Every line that contains the word "struct" should be copied from the records below.

_Given information_:
——————————
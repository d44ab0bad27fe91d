use serde::Deserialize;

use business::domain::catalog::errors::CatalogError;
use business::domain::catalog::model::{FoodItem, NewFoodItemProps};
use business::domain::catalog::value_objects::{FoodCategory, PortionRule};
use business::domain::meal::value_objects::SlotType;

/// On-disk layout of a catalog file.
#[derive(Debug, Deserialize)]
pub struct CatalogFile {
    pub items: Vec<FoodItemRecord>,
}

#[derive(Debug, Deserialize)]
pub struct PortionRecord {
    pub min_grams: f64,
    pub max_grams: f64,
    pub step_grams: f64,
}

#[derive(Debug, Deserialize)]
pub struct FoodItemRecord {
    pub id: String,
    pub name: String,
    pub kcal_per_100g: f64,
    pub protein_per_100g: f64,
    pub carbs_per_100g: f64,
    pub fat_per_100g: f64,
    pub category: String,
    #[serde(default)]
    pub tags: Vec<String>,
    pub slots: Vec<String>,
    pub portion: PortionRecord,
}

impl FoodItemRecord {
    pub fn into_domain(self) -> Result<FoodItem, CatalogError> {
        let category = self
            .category
            .trim()
            .to_lowercase()
            .parse::<FoodCategory>()
            .map_err(|_| CatalogError::InvalidItem(self.id.clone()))?;
        let slots = self
            .slots
            .iter()
            .map(|s| s.trim().to_lowercase().parse::<SlotType>())
            .collect::<Result<Vec<_>, _>>()
            .map_err(|_| CatalogError::InvalidItem(self.id.clone()))?;

        FoodItem::new(NewFoodItemProps {
            id: self.id,
            name: self.name,
            kcal_per_100g: self.kcal_per_100g,
            protein_per_100g: self.protein_per_100g,
            carbs_per_100g: self.carbs_per_100g,
            fat_per_100g: self.fat_per_100g,
            category,
            tags: self.tags,
            slots,
            portion: PortionRule {
                min_grams: self.portion.min_grams,
                max_grams: self.portion.max_grams,
                step_grams: self.portion.step_grams,
            },
        })
    }
}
——————————
_Response area_:
pub struct CatalogFile {
pub struct PortionRecord {
pub struct FoodItemRecord {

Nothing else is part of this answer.